Administration of
fenoldopam mesylate (FM), a
dopaminergic agonist, or of cyclic
cAMP phosphodiesterase inhibitors (PDE III), for example
theophylline and
caffeine, induces
arteritis in the rat. In this study we characterized the
arteritis induced by
UK-61,260, an investigational inotropic agent with vasodilatory properties which displays an inhibitory action on
cyclic AMP phosphodiesterase, in comparison with lesions induced by FM. The compounds were administered to Sprague-Dawley rats by
intravenous infusion over 24 h (FM and UK-61,260), orally or subcutaneously (UK-61,260); the rats were killed and necropsied for pathological examination at various times between 0 h and 28 days post-infusion. Infusion of
UK-61,260 at doses of 100, 300 or 400 mg/kg produced
arteritis mainly in the mesenteric arteries and occasionally in the renal, pancreatic, gastric and coronary arteries. There were no arterial lesions after infusion of 30 mg/kg, or after administration of 30, 100 or 200 mg/kg per day subcutaneously for 7 days, or after acute administration of 100, 300, 400 or 600 mg/kg orally. Infusion of rats with 72 or 144 mg/kg FM produced
arteritis over a wider range of tissues than did
UK-61,260. However, the arterial lesions produced by infusion of either
drug have the same initial aspect and a similar evolution with time. Immediately after the end of the infusion, minimal
necrosis and haemorrhage occurred in the media only, without involvement of the endothelium or the perivascular space. This indicates that the media of the artery is the primary site of injury. The lesions seen 1 and 3 days post-infusion were characterized by severe medial
necrosis and haemorrhage with perivascular acute
inflammation and appeared macroscopically as haemorrhagic spots on the vessels.
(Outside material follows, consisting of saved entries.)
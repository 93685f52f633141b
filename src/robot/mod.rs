//! Computer players built on the search driver.

pub mod controller;
pub mod level;

pub use controller::RobotController;
pub use level::RobotLevel;
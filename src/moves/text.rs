//! Canonical text form of moves: `P<n> <op> <operands...>`.
//!
//! ```
//! use rust_boardgame::moves::MoveRecord;
//!
//! let mv: MoveRecord = "P1 move a1 c3".parse().unwrap();
//! assert_eq!(mv.to_string(), "P1 move a1 c3");
//! ```

use std::fmt;
use std::str::FromStr;

use smallvec::SmallVec;

use super::record::{Location, MoveRecord, OpCode};
use crate::core::{PlayerId, PoolId};
use crate::error::MoveParseError;
use crate::topology::Coord;

impl fmt::Display for MoveRecord {
    fn fmt(&self, f: &mut fmt::Formatter<'_>) -> fmt::Result {
        write!(f, "{} {}", self.player, self.op)?;
        for operand in &self.operands {
            write!(f, " {operand}")?;
        }
        Ok(())
    }
}

impl FromStr for OpCode {
    type Err = MoveParseError;

    fn from_str(s: &str) -> Result<Self, Self::Err> {
        OpCode::ALL
            .into_iter()
            .find(|op| op.name().eq_ignore_ascii_case(s))
            .ok_or_else(|| MoveParseError::UnknownOp(s.to_string()))
    }
}

impl FromStr for Location {
    type Err = MoveParseError;

    fn from_str(s: &str) -> Result<Self, Self::Err> {
        let bad = || MoveParseError::BadOperand(s.to_string());
        if let Some(pool) = s.strip_prefix('#') {
            let id: u8 = pool.parse().map_err(|_| bad())?;
            return Ok(Location::Pool(PoolId::new(id)));
        }
        s.to_ascii_lowercase()
            .parse::<Coord>()
            .map(Location::Cell)
            .map_err(|()| bad())
    }
}

fn parse_player(token: &str) -> Result<PlayerId, MoveParseError> {
    token
        .strip_prefix('P')
        .or_else(|| token.strip_prefix('p'))
        .and_then(|n| n.parse::<u8>().ok())
        .filter(|&n| (n as usize) < crate::core::PLAYER_COUNT)
        .map(PlayerId::new)
        .ok_or_else(|| MoveParseError::BadPlayer(token.to_string()))
}

impl FromStr for MoveRecord {
    type Err = MoveParseError;

    fn from_str(s: &str) -> Result<Self, Self::Err> {
        let mut tokens = s.split_whitespace();
        let player = parse_player(tokens.next().ok_or(MoveParseError::Empty)?)?;
        let op: OpCode = tokens.next().ok_or(MoveParseError::MissingOp)?.parse()?;

        let operands = tokens
            .map(str::parse::<Location>)
            .collect::<Result<SmallVec<[Location; 2]>, _>>()?;
        if operands.len() != op.operand_count() {
            return Err(MoveParseError::OperandCount {
                op,
                expected: op.operand_count(),
                found: operands.len(),
            });
        }

        Ok(MoveRecord {
            op,
            player,
            operands,
        })
    }
}
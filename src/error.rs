//! Errors for input that crosses the process boundary.
//!
//! Engine invariant violations are panics; only move text and stored
//! transcripts, which come from outside, are reported as values.

use thiserror::Error;

use crate::moves::OpCode;

/// Malformed move text.
#[derive(Error, Debug, Clone, PartialEq, Eq)]
pub enum MoveParseError {
    #[error("empty move text")]
    Empty,

    #[error("invalid player token {0:?} (expected P<n>)")]
    BadPlayer(String),

    #[error("missing operation after player token")]
    MissingOp,

    #[error("unknown operation {0:?}")]
    UnknownOp(String),

    #[error("invalid operand {0:?} (expected a1-style coordinate or #<pool>)")]
    BadOperand(String),

    #[error("{op} takes {expected} operand(s), found {found}")]
    OperandCount {
        op: OpCode,
        expected: usize,
        found: usize,
    },
}

/// Failure to reproduce a recorded game.
#[derive(Error, Debug)]
pub enum ReplayError {
    #[error("transcript is for variant {found:?}, rules are {expected:?}")]
    VariantMismatch { expected: String, found: String },

    #[error("transcript header missing or malformed: {0}")]
    BadHeader(String),

    #[error("move {index}: {source}")]
    BadMove {
        index: usize,
        source: MoveParseError,
    },

    #[error("move {index}: {mv} is not playable here")]
    IllegalMove { index: usize, mv: String },

    #[error("final digest {actual:#018x} does not match recorded {expected:#018x}")]
    DigestMismatch { expected: u64, actual: u64 },

    #[error("binary transcript error: {0}")]
    Encoding(#[from] bincode::Error),
}

/// Result type alias for replay operations
pub type ReplayResult<T> = Result<T, ReplayError>;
On days 7, 14 and 28 post-infusion, no medial
necrosis or haemorrhage were present, while perivascular chronic
inflammation and moderate smooth muscle
hyperplasia were seen. It appeared, therefore, that the lesions underwent repair in 28 days, but footprints of the damage were still present 28 days post-infusion. The similarity between
arteritis induced in rats by
fenoldopam or by
UK-61,260, at doses inducing PDE III inhibition, is consistent with the view that they have a similar pathogenesis. In our view it is probable that these pharmacologically and chemically distinct drugs trigger an increase in intracellular levels of cAMP which in turn triggers vascular damage. The arterial changes observed in the current study after acute administration may explain the increased incidence of
polyarteritis nodosa occurring in long term toxicity studies with FM or PDE III inhibitors.